Trump Administration Releases Unified Agenda of Regulatory and Deregulatory Actions

Date: July 20th, 2017

Explanation: Regulatory action

Agencies: All

The Trump Administration released its Unified Agenda of Regulatory and Deregulatory Actions. The Agenda, which was prepared by the Office of Information and Regulatory Affairs, identifies regulations proposed to be promulgated or revised by federal agencies in the short- and long-term. Regulations proposed for revision include:

The Clean Air Act requires EPA to establish new source performance standards (NSPS) for new and modified stationary emission sources that cause air pollution that may endanger public health or welfare. In December 2010, EPA entered into a settlement agreement to establish NSPS for GHG emissions from  electric generating units.

In April 2012, EPA proposed NSPS for carbon dioxide emissions from new fossil fuel-fired power plants. The proposed standards under section 111(a) of the Clean Air Act were based on the ‘‘best system of emission reduction’’ (BSER) that EPA had determined to be adequately demonstrated for the emissions source. In January 2014, EPA published its withdrawal of the proposal, followed by a new proposed rule with separate standards for modern natural gas plants (combined-cycle) and other facilities, chiefly coal-fired plants. In June 2014, EPA proposed carbon dioxide emission standards for modified and reconstructed power plants. As with new plants, EPA proposed separate standards for gas- and coal-fired facilities.
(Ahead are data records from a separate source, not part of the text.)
use std::sync::Arc;
use tracing_subscriber::{layer::SubscriberExt, util::SubscriberInitExt};

use api_rest::AppState;
use qb_core::{CoreConfig, Stores};

/// Main entry point for the QualiBev server
///
/// Resolves configuration once, opens the configured stores and serves the REST API until
/// interrupted.
///
/// # Environment Variables
/// - `QB_REST_ADDR`: REST server address (default: "0.0.0.0:3000")
/// - `QB_DATA_DIR`: Directory for product and report storage (default: "qualibev_data")
/// - `QB_STORAGE`: `file` or `memory` (default: "file")
/// - `QB_MAX_REGISTRATION_ATTEMPTS`: Identifier draws per registration (default: 5)
/// - `QB_DEFAULT_MAX_SCANS`: Scan allowance when a product sets none (default: 15)
#[tokio::main]
async fn main() -> anyhow::Result<()> {
    dotenvy::dotenv().ok();

    tracing_subscriber::registry()
        .with(
            tracing_subscriber::EnvFilter::from_default_env()
                .add_directive("qualibev_run=info".parse()?)
                .add_directive("qb_core=info".parse()?)
                .add_directive("api_rest=info".parse()?),
        )
        .with(tracing_subscriber::fmt::layer())
        .init();

    let rest_addr = std::env::var("QB_REST_ADDR").unwrap_or_else(|_| "0.0.0.0:3000".into());

    let cfg = Arc::new(CoreConfig::from_lookup(|key| std::env::var(key).ok())?);
    let stores = Stores::open(&cfg)?;

    tracing::info!("++ Starting QualiBev REST on {}", rest_addr);

    let app = api_rest::router(AppState::new(cfg, stores));
    let listener = tokio::net::TcpListener::bind(&rest_addr).await?;
    axum::serve(listener, app)
        .with_graceful_shutdown(async {
            tokio::signal::ctrl_c().await.ok();
            tracing::info!("shutting down");
        })
        .await?;

    Ok(())
}
//! Constants used throughout the QualiBev core crate.

/// Default directory for local storage when no explicit directory is configured.
pub const DEFAULT_DATA_DIR: &str = "qualibev_data";

/// Directory name for product records.
pub const PRODUCTS_DIR_NAME: &str = "products";

/// Directory name for counterfeit reports.
pub const REPORTS_DIR_NAME: &str = "reports";

/// Directory name for scan history.
pub const SCANS_DIR_NAME: &str = "scans";

/// Filename for a stored product record.
pub const PRODUCT_JSON_FILENAME: &str = "product.json";

/// Scans a product may receive before further scans are treated as a cloned label.
pub const DEFAULT_MAX_SCANS: u32 = 15;

/// Identifiers drawn per registration before giving up on collisions.
pub const DEFAULT_MAX_REGISTRATION_ATTEMPTS: u32 = 5;

/// Origin country assumed when a registration does not name one.
pub const DEFAULT_ORIGIN_COUNTRY: &str = "ZA";

/// Upper bound on identifiers returned by a single bulk generate request.
pub const MAX_GENERATE_BATCH: usize = 100;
In October 2015, EPA published a final rule establishing NSPS for carbon dioxide emissions for both new and modified power plants. For new and reconstructed gas-fired plants, under the BSER standard, EPA set the emission limit at 1,000 pounds of CO2 per megawatt‐hour on a gross‐output basis (lb CO2/MWh‐gross). EPA declined to issue standards for modified natural gas plants, based on a need to gather further information. For new coal plants, EPA set the emission limit at 1,400 lb CO2/MWh‐gross, based upon a BSER that would include some carbon capture and sequestration (CCS). For coal plants making larger modifications, EPA set the carbon dioxide emission limit at the level of the facility’s best historical annual performance during the years from 2002 to the time of modification. EPA declined to set NSPS for coal plants making smaller modifications, based in part upon a need to gather further information. For reconstructed coal plants, EPA set the emission limit at 1,800 lb CO2/MWh‐gross for sources with heat input greater than 2,000 MMBtu/h, and 2,000 lb CO2/MWh‐gross for sources with a heat input of less than or equal to 2,000 MMBtu/h.

In conjunction with the NSPS for carbon dioxide emissions from new, modified, and reconstructed power plants, EPA issued separate regulations under section 111(d) of the Clean Air Act applicable to existing power plants.

Litigation: 

The NSPS was subsequently challenged in North Dakota v. EPA (2015). One of the key issues in the case is whether partial CCS is an adequately demonstrated technology for reducing GHG emissions from coal-fired power plants. The Sabin Center submitted an amicus brief on behalf of eleven CCS experts asserting that the technology is in fact adequately demonstrated and thus the coal NSPS is lawful.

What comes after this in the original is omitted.